Carbohydrate Metabolism in Pregnancy. XV. Plasma C-Peptide during Intravenous Glucose Tolerance in Neonates from Normal and Insulin-treated Diabetic Mothers*

Abstract

Basal values for C-peptide and the responses to intravenous glucose have been examined 2—4 h after birth in nine infants from normal and nine infants from diabetic mothers (IDM) (including eight who were being treated with insulin antepartum). Potentially cross-reacting antibody-bound proinsulin was removed prior to C-peptide estimations. Values for basal plasma glucose and fractional rates of glucose disposition (K_t) were inversely correlated in normal and IDM. Mean basal plasma glucose levels were significantly lower in the IDM. Although basal Cpeptide values did not differ significantly in the two groups,C-peptide/glucose ratios were significantly higher in IDM. After glucose administration, C-peptide and immunoreactive insulin increased in parallel in the normal infants, with peak values for both peptides being observed in the late plasma specimens.

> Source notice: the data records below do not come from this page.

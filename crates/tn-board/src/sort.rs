//! Column ordering
//!
//! The natural order is priority weight descending, then the explicit sort
//! key ascending, then creation time newest-first. [`SortOrder::Desc`] keeps
//! the natural order; [`SortOrder::Asc`] reverses it wholesale rather than
//! flipping each key independently, so priorities never invert.

use std::cmp::Ordering;

use chrono::{DateTime, NaiveDateTime};
use tn_core::Task;

use crate::columns::{Column, TaskNode, COLUMN_UNASSIGNED};

const LOCAL_DATETIME_FORMAT: &str = "%Y-%m-%d %H:%M:%S";

/// Direction applied to the natural task order
#[derive(Debug, Clone, Copy, Default, PartialEq, Eq)]
pub enum SortOrder {
    /// Natural order reversed
    Asc,
    /// Natural order (default)
    #[default]
    Desc,
}

fn created_timestamp(task: &Task) -> i64 {
    let Some(raw) = task.created_time.as_deref() else {
        return 0;
    };
    if let Ok(local) = NaiveDateTime::parse_from_str(raw, LOCAL_DATETIME_FORMAT) {
        return local.and_utc().timestamp();
    }
    DateTime::parse_from_rfc3339(raw).map_or(0, |dt| dt.timestamp())
}

fn natural(a: &Task, b: &Task) -> Ordering {
    b.priority
        .weight()
        .cmp(&a.priority.weight())
        .then_with(|| a.sort.cmp(&b.sort))
        .then_with(|| created_timestamp(b).cmp(&created_timestamp(a)))
}

fn by_pomodoros(a: &Task, b: &Task, order: SortOrder) -> Ordering {
    let cmp = b.pomodoro_count.cmp(&a.pomodoro_count);
    match order {
        SortOrder::Desc => cmp,
        SortOrder::Asc => cmp.reverse(),
    }
}

fn sort_nodes<F>(nodes: &mut [TaskNode], cmp: &F)
where
    F: Fn(&Task, &Task) -> Ordering,
{
    nodes.sort_by(|a, b| cmp(&a.task, &b.task));
    for node in nodes {
        sort_nodes(&mut node.children, cmp);
    }
}

/// Sort every column in place, recursing into sub-tasks
///
/// The unassigned column orders by completed pomodoro sessions under its own
/// direction toggle; every other column uses the natural task order under
/// `order`.
pub fn sort_columns(columns: &mut [Column], order: SortOrder, done_order: SortOrder) {
    for column in columns {
        if column.id == COLUMN_UNASSIGNED {
            sort_nodes(&mut column.tasks, &|a, b| by_pomodoros(a, b, done_order));
        } else {
            match order {
                SortOrder::Desc => sort_nodes(&mut column.tasks, &natural),
                SortOrder::Asc => sort_nodes(&mut column.tasks, &|a, b| natural(a, b).reverse()),
            }
        }
    }
}
//! Broadcast channel client
//!
//! Subscribes to the refresh-broadcast channel and reconciles accepted
//! messages: every recognized scope is force-reloaded through the host store
//! and announced on the notification bus with the `broadcast` source tag, so
//! views that originated the edit locally can tell the two apart.
//!
//! Everything here is best-effort. A client that cannot connect keeps
//! operating in local-only mode, and a failed publish never rolls back the
//! local mutation that triggered it.

use std::sync::Arc;

use async_trait::async_trait;
use tn_core::{BroadcastMessage, Notification, NotificationBus, Scope};
use tn_store::HostStore;
use tokio::sync::Mutex;
use tokio::task::JoinHandle;
use uuid::Uuid;

use crate::transport::BroadcastTransport;

/// Source tag carried by notifications that were triggered remotely
pub const BROADCAST_SOURCE: &str = "broadcast";

/// Default broadcast channel name
pub const DEFAULT_CHANNEL: &str = "task-note-sync";

/// Broadcast client configuration
#[derive(Debug, Clone)]
pub struct SyncConfig {
    /// Channel name shared by all clients of the same backing store
    pub channel: String,
    /// This client's opaque session id, generated once per client lifetime
    pub sid: String,
}

impl SyncConfig {
    /// Default channel with a fresh session id
    #[must_use]
    pub fn new() -> Self {
        Self {
            channel: DEFAULT_CHANNEL.to_string(),
            sid: Uuid::new_v4().to_string(),
        }
    }

    /// Use a specific channel name
    #[inline]
    #[must_use]
    pub fn with_channel(mut self, channel: impl Into<String>) -> Self {
        self.channel = channel.into();
        self
    }

    /// Use a specific session id (tests, host-assigned ids)
    #[inline]
    #[must_use]
    pub fn with_sid(mut self, sid: impl Into<String>) -> Self {
        self.sid = sid.into();
        self
    }
}

impl Default for SyncConfig {
    fn default() -> Self {
        Self::new()
    }
}

/// Seam for announcing local mutations to other clients
///
/// Consumers that mutate data hold this instead of the whole client; a
/// deployment without a broadcast channel simply injects nothing.
#[async_trait]
pub trait RefreshPublisher: Send + Sync {
    /// Fire-and-forget announcement that the given scopes changed
    async fn publish_refresh(&self, scopes: &[Scope]);
}

/// Client side of the refresh-broadcast channel
pub struct BroadcastClient {
    config: SyncConfig,
    transport: Arc<dyn BroadcastTransport>,
    store: Arc<dyn HostStore>,
    bus: NotificationBus,
    listener: Mutex<Option<JoinHandle<()>>>,
}

impl BroadcastClient {
    /// Create a disconnected client
    #[must_use]
    pub fn new(
        config: SyncConfig,
        transport: Arc<dyn BroadcastTransport>,
        store: Arc<dyn HostStore>,
        bus: NotificationBus,
    ) -> Self {
        Self {
            config,
            transport,
            store,
            bus,
            listener: Mutex::new(None),
        }
    }

    /// This client's session id
    #[inline]
    #[must_use]
    pub fn sid(&self) -> &str {
        &self.config.sid
    }

    /// Open the channel subscription and start handling messages
    ///
    /// A connection failure is logged and swallowed: the client continues in
    /// local-only mode and never propagates the failure to the host.
    /// Reconnecting replaces any previous listener.
    pub async fn connect(self: &Arc<Self>) {
        let mut rx = match self.transport.subscribe(&self.config.channel).await {
            Ok(rx) => rx,
            Err(err) => {
                tracing::warn!(
                    %err,
                    channel = %self.config.channel,
                    "broadcast subscribe failed, continuing in local-only mode"
                );
                return;
            }
        };

        let client = Arc::clone(self);
        let handle = tokio::spawn(async move {
            while let Some(payload) = rx.recv().await {
                client.handle_payload(&payload).await;
            }
            tracing::debug!("broadcast listener finished");
        });

        if let Some(previous) = self.listener.lock().await.replace(handle) {
            previous.abort();
        }
    }

    /// Release the subscription; idempotent and safe to call repeatedly
    pub async fn disconnect(&self) {
        if let Some(handle) = self.listener.lock().await.take() {
            handle.abort();
            tracing::debug!(channel = %self.config.channel, "broadcast client disconnected");
        }
    }

    /// Handle one raw event payload
    ///
    /// Malformed JSON, self-originated messages, and non-refresh types are
    /// discarded without error. For each distinct recognized scope, in wire
    /// order, the scope's data is force-reloaded and the matching topic is
    /// published with the [`BROADCAST_SOURCE`] tag. A reload failure for one
    /// scope is logged and does not abort the remaining scopes.
    ///
    /// Returns the number of scopes that were reloaded and announced.
    pub async fn handle_payload(&self, payload: &str) -> usize {
        let message: BroadcastMessage = match serde_json::from_str(payload) {
            Ok(message) => message,
            Err(err) => {
                tracing::debug!(%err, "discarding malformed broadcast payload");
                return 0;
            }
        };

        if message.sid == self.config.sid {
            tracing::trace!("ignoring self-originated broadcast");
            return 0;
        }
        if !message.is_refresh() {
            tracing::trace!(kind = %message.kind, "ignoring broadcast of unknown type");
            return 0;
        }

        let mut handled = 0;
        for scope in message.scopes() {
            let reload = match scope {
                Scope::Reminder => self.store.load_reminder_data(true).await.map(|_| ()),
                Scope::Project => self.store.load_project_data(true).await.map(|_| ()),
            };
            match reload {
                Ok(()) => {
                    self.bus
                        .publish(Notification::with_source(scope.topic(), BROADCAST_SOURCE));
                    handled += 1;
                }
                Err(err) => {
                    tracing::warn!(%err, scope = scope.as_str(), "broadcast-triggered reload failed");
                }
            }
        }
        handled
    }
}

#[async_trait]
impl RefreshPublisher for BroadcastClient {
    async fn publish_refresh(&self, scopes: &[Scope]) {
        let message = BroadcastMessage::refresh(&self.config.sid, scopes);
        let payload = match serde_json::to_string(&message) {
            Ok(payload) => payload,
            Err(err) => {
                tracing::warn!(%err, "failed to encode refresh broadcast");
                return;
            }
        };
        if let Err(err) = self.transport.publish(&self.config.channel, payload).await {
            // fire-and-forget: the local mutation already succeeded
            tracing::warn!(%err, "refresh broadcast publish failed");
        }
    }
}

#[cfg(test)]
mod tests {
    use super::*;
    use async_trait::async_trait;
    use mockall::mock;
    use mockall::predicate::eq;
    use tn_core::{Person, Topic};
    use tn_store::{JsonMap, MemoryHostStore, StoreError};
    use tokio::sync::mpsc;

    mock! {
        Store {}

        #[async_trait]
        impl HostStore for Store {
            async fn load_reminder_data(&self, force_reload: bool) -> Result<JsonMap, StoreError>;
            async fn save_reminder_data(&self, data: &JsonMap) -> Result<(), StoreError>;
            async fn load_project_data(&self, force_reload: bool) -> Result<JsonMap, StoreError>;
            async fn save_project_data(&self, data: &JsonMap) -> Result<(), StoreError>;
            async fn load_persons_data(&self) -> Result<Option<Vec<Person>>, StoreError>;
            async fn save_persons_data(&self, persons: &[Person]) -> Result<(), StoreError>;
            async fn open_block(&self, id: &str) -> Result<(), StoreError>;
        }
    }

    /// Transport test double delivering over a plain channel
    struct ChannelTransport {
        rx: Mutex<Option<mpsc::Receiver<String>>>,
        published: Mutex<Vec<(String, String)>>,
    }

    impl ChannelTransport {
        fn new() -> (mpsc::Sender<String>, Self) {
            let (tx, rx) = mpsc::channel(16);
            (
                tx,
                Self {
                    rx: Mutex::new(Some(rx)),
                    published: Mutex::new(Vec::new()),
                },
            )
        }
    }

    #[async_trait]
    impl BroadcastTransport for ChannelTransport {
        async fn subscribe(
            &self,
            _channel: &str,
        ) -> Result<mpsc::Receiver<String>, crate::SyncError> {
            self.rx
                .lock()
                .await
                .take()
                .ok_or_else(|| crate::SyncError::Transport("already subscribed".to_string()))
        }

        async fn publish(&self, channel: &str, payload: String) -> Result<(), crate::SyncError> {
            self.published
                .lock()
                .await
                .push((channel.to_string(), payload));
            Ok(())
        }
    }

    fn client_with(store: Arc<dyn HostStore>) -> (Arc<BroadcastClient>, NotificationBus) {
        let (_tx, transport) = ChannelTransport::new();
        let bus = NotificationBus::default();
        let client = Arc::new(BroadcastClient::new(
            SyncConfig::new().with_sid("client-b"),
            Arc::new(transport),
            store,
            bus.clone(),
        ));
        (client, bus)
    }

    #[tokio::test]
    async fn self_originated_messages_trigger_nothing() {
        let mut store = MockStore::new();
        store.expect_load_reminder_data().times(0);
        store.expect_load_project_data().times(0);
        let (client, _bus) = client_with(Arc::new(store));

        let payload = r#"{"sid":"client-b","type":"REFRESH_DATA","scope":["reminder"]}"#;
        assert_eq!(client.handle_payload(payload).await, 0);
    }

    #[tokio::test]
    async fn unknown_types_trigger_nothing() {
        let mut store = MockStore::new();
        store.expect_load_reminder_data().times(0);
        let (client, _bus) = client_with(Arc::new(store));

        let payload = r#"{"sid":"client-a","type":"PING","scope":["reminder"]}"#;
        assert_eq!(client.handle_payload(payload).await, 0);
    }

    #[tokio::test]
    async fn malformed_payloads_are_discarded_silently() {
        let mut store = MockStore::new();
        store.expect_load_reminder_data().times(0);
        let (client, _bus) = client_with(Arc::new(store));

        assert_eq!(client.handle_payload("{not json").await, 0);
        assert_eq!(client.handle_payload("").await, 0);
        assert_eq!(client.handle_payload(r#"{"type":"REFRESH_DATA"}"#).await, 0);
    }

    #[tokio::test]
    async fn reminder_scope_forces_one_reload_and_one_notification() {
        let mut store = MockStore::new();
        store
            .expect_load_reminder_data()
            .with(eq(true))
            .times(1)
            .returning(|_| Ok(JsonMap::new()));
        let (client, bus) = client_with(Arc::new(store));
        let mut rx = bus.subscribe();

        let payload = r#"{"sid":"client-a","type":"REFRESH_DATA","scope":["reminder"]}"#;
        assert_eq!(client.handle_payload(payload).await, 1);

        let seen = rx.recv().await.unwrap();
        assert_eq!(seen.topic, Topic::ReminderUpdated);
        assert!(seen.is_from(BROADCAST_SOURCE));
        assert!(rx.try_recv().is_err());
    }

    #[tokio::test]
    async fn duplicate_and_unknown_scopes_collapse() {
        let mut store = MockStore::new();
        store
            .expect_load_reminder_data()
            .with(eq(true))
            .times(1)
            .returning(|_| Ok(JsonMap::new()));
        store
            .expect_load_project_data()
            .with(eq(true))
            .times(1)
            .returning(|_| Ok(JsonMap::new()));
        let (client, bus) = client_with(Arc::new(store));
        let mut rx = bus.subscribe();

        let payload = r#"{"sid":"client-a","type":"REFRESH_DATA","scope":["reminder","weather","reminder","project"]}"#;
        assert_eq!(client.handle_payload(payload).await, 2);

        assert_eq!(rx.recv().await.unwrap().topic, Topic::ReminderUpdated);
        assert_eq!(rx.recv().await.unwrap().topic, Topic::ProjectUpdated);
    }

    #[tokio::test]
    async fn reload_failure_skips_notification_but_not_later_scopes() {
        let mut store = MockStore::new();
        store
            .expect_load_reminder_data()
            .with(eq(true))
            .times(1)
            .returning(|_| Err(StoreError::Unavailable("offline".to_string())));
        store
            .expect_load_project_data()
            .with(eq(true))
            .times(1)
            .returning(|_| Ok(JsonMap::new()));
        let (client, bus) = client_with(Arc::new(store));
        let mut rx = bus.subscribe();

        let payload = r#"{"sid":"client-a","type":"REFRESH_DATA","scope":["reminder","project"]}"#;
        assert_eq!(client.handle_payload(payload).await, 1);

        let seen = rx.recv().await.unwrap();
        assert_eq!(seen.topic, Topic::ProjectUpdated);
        assert!(rx.try_recv().is_err());
    }

    #[tokio::test]
    async fn connected_client_processes_channel_messages() {
        let (tx, transport) = ChannelTransport::new();
        let store = Arc::new(MemoryHostStore::new());
        let bus = NotificationBus::default();
        let client = Arc::new(BroadcastClient::new(
            SyncConfig::new().with_sid("client-b"),
            Arc::new(transport),
            store.clone() as Arc<dyn HostStore>,
            bus.clone(),
        ));
        let mut rx = bus.subscribe();

        client.connect().await;
        tx.send(r#"{"sid":"client-a","type":"REFRESH_DATA","scope":["reminder"]}"#.to_string())
            .await
            .unwrap();

        let seen = rx.recv().await.unwrap();
        assert_eq!(seen.topic, Topic::ReminderUpdated);
        assert_eq!(store.forced_reminder_loads(), 1);

        client.disconnect().await;
        client.disconnect().await; // idempotent
    }

    #[tokio::test]
    async fn publish_refresh_sends_wire_message() {
        let (_tx, transport) = ChannelTransport::new();
        let transport = Arc::new(transport);
        let bus = NotificationBus::default();
        let client = BroadcastClient::new(
            SyncConfig::new().with_sid("client-b").with_channel("c1"),
            transport.clone(),
            Arc::new(MemoryHostStore::new()),
            bus,
        );

        client.publish_refresh(&[Scope::Reminder, Scope::Project]).await;

        let published = transport.published.lock().await;
        assert_eq!(published.len(), 1);
        assert_eq!(published[0].0, "c1");
        let message: BroadcastMessage = serde_json::from_str(&published[0].1).unwrap();
        assert_eq!(message, BroadcastMessage::refresh("client-b", &[Scope::Reminder, Scope::Project]));
    }

    #[tokio::test]
    async fn failed_subscribe_leaves_client_in_local_only_mode() {
        let (_tx, transport) = ChannelTransport::new();
        let transport = Arc::new(transport);
        let store = Arc::new(MemoryHostStore::new()) as Arc<dyn HostStore>;
        let bus = NotificationBus::default();
        let client = Arc::new(BroadcastClient::new(
            SyncConfig::new(),
            transport.clone(),
            store,
            bus,
        ));

        client.connect().await; // consumes the one receiver
        client.connect().await; // second subscribe fails, must not panic
        client.disconnect().await;
    }
}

In contrast, in five IDM, maximal increments in C-peptide occurred in the earliest plasma specimen secured after glucose administration,i.e., at +2 or +10 min. Values for K_t in these five IDM exceeded the highest rates found in the other IDM and in the normal infants. For the IDM, but not the normal infants, basal C-peptide correlated with the net increments in plasma C-peptide during the first 10 min after glucose administration, and the 10-min Cpeptide increments correlated with K_t. These relationships suggest that the augmented basal β cell function in the offspring of some insulin-treated mothers may contribute, at least in part, to their heightened acute secretory capacity for insulin and that the greater acute islet responsiveness may, in turn, be linked to their increased capacity for glucose disposition.